When the string "name" is part of a line in the data below, report the whole line.

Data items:
* * *

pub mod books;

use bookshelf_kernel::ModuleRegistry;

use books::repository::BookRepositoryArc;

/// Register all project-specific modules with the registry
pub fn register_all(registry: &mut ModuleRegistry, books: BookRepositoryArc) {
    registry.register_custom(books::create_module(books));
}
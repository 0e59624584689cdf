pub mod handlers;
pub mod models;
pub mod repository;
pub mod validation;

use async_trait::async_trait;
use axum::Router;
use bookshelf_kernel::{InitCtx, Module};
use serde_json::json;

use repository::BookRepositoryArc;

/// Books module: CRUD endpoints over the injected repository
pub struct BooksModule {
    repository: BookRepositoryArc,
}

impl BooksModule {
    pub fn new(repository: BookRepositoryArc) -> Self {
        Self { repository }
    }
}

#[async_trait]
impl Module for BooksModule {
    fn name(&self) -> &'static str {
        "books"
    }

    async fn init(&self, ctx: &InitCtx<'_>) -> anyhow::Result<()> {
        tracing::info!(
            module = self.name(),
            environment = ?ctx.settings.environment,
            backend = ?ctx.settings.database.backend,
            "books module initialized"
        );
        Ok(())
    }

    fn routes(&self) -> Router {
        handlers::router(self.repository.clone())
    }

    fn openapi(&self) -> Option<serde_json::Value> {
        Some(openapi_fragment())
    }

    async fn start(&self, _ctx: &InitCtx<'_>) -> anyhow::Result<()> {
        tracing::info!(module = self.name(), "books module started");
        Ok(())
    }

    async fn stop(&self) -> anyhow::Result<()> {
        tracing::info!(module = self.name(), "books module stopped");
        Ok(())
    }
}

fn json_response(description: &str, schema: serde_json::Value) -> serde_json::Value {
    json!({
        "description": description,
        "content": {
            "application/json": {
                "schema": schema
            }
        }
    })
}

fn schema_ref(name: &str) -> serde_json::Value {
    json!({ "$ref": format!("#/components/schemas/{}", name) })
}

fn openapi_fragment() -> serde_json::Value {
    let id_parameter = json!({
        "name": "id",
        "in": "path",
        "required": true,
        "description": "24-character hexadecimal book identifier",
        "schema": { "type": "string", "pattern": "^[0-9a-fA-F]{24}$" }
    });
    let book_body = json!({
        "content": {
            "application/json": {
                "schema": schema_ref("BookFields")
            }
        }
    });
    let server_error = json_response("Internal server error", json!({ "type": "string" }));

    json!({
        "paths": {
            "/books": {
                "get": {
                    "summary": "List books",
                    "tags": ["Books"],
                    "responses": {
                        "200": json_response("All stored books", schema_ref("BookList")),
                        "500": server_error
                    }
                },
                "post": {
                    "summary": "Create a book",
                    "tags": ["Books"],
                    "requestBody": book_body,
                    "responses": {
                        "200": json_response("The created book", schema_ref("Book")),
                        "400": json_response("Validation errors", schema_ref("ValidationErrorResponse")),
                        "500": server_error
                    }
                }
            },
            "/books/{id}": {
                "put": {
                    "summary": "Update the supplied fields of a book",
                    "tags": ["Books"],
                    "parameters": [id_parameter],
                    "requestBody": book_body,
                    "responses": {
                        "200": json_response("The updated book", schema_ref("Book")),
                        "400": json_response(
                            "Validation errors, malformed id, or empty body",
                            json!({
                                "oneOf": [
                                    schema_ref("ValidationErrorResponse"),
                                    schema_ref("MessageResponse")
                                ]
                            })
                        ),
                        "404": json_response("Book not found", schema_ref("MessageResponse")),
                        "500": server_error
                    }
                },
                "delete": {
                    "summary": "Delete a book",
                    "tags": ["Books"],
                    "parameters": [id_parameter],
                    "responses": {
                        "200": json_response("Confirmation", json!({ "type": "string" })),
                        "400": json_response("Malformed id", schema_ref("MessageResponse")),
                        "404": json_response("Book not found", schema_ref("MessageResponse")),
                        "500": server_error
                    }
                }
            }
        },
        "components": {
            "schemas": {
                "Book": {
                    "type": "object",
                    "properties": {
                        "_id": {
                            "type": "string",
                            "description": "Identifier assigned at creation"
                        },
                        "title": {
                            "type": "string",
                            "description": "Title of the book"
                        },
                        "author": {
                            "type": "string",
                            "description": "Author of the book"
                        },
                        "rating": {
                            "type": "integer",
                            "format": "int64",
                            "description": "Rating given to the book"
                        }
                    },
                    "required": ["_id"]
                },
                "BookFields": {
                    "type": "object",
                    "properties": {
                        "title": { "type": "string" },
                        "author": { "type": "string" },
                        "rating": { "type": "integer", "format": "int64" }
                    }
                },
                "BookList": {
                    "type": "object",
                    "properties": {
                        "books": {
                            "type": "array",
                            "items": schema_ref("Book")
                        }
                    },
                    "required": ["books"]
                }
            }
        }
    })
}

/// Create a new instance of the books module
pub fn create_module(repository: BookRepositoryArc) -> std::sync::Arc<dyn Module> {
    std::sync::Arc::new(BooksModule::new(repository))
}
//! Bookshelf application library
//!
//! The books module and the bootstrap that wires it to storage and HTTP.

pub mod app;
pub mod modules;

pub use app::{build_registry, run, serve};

* * *

### SOLUTION TO THIS EXERCISE
    fn name(&self) -> &'static str {
            module = self.name(),
        tracing::info!(module = self.name(), "books module started");
        tracing::info!(module = self.name(), "books module stopped");
fn schema_ref(name: &str) -> serde_json::Value {
    json!({ "$ref": format!("#/components/schemas/{}", name) })
        "name": "id",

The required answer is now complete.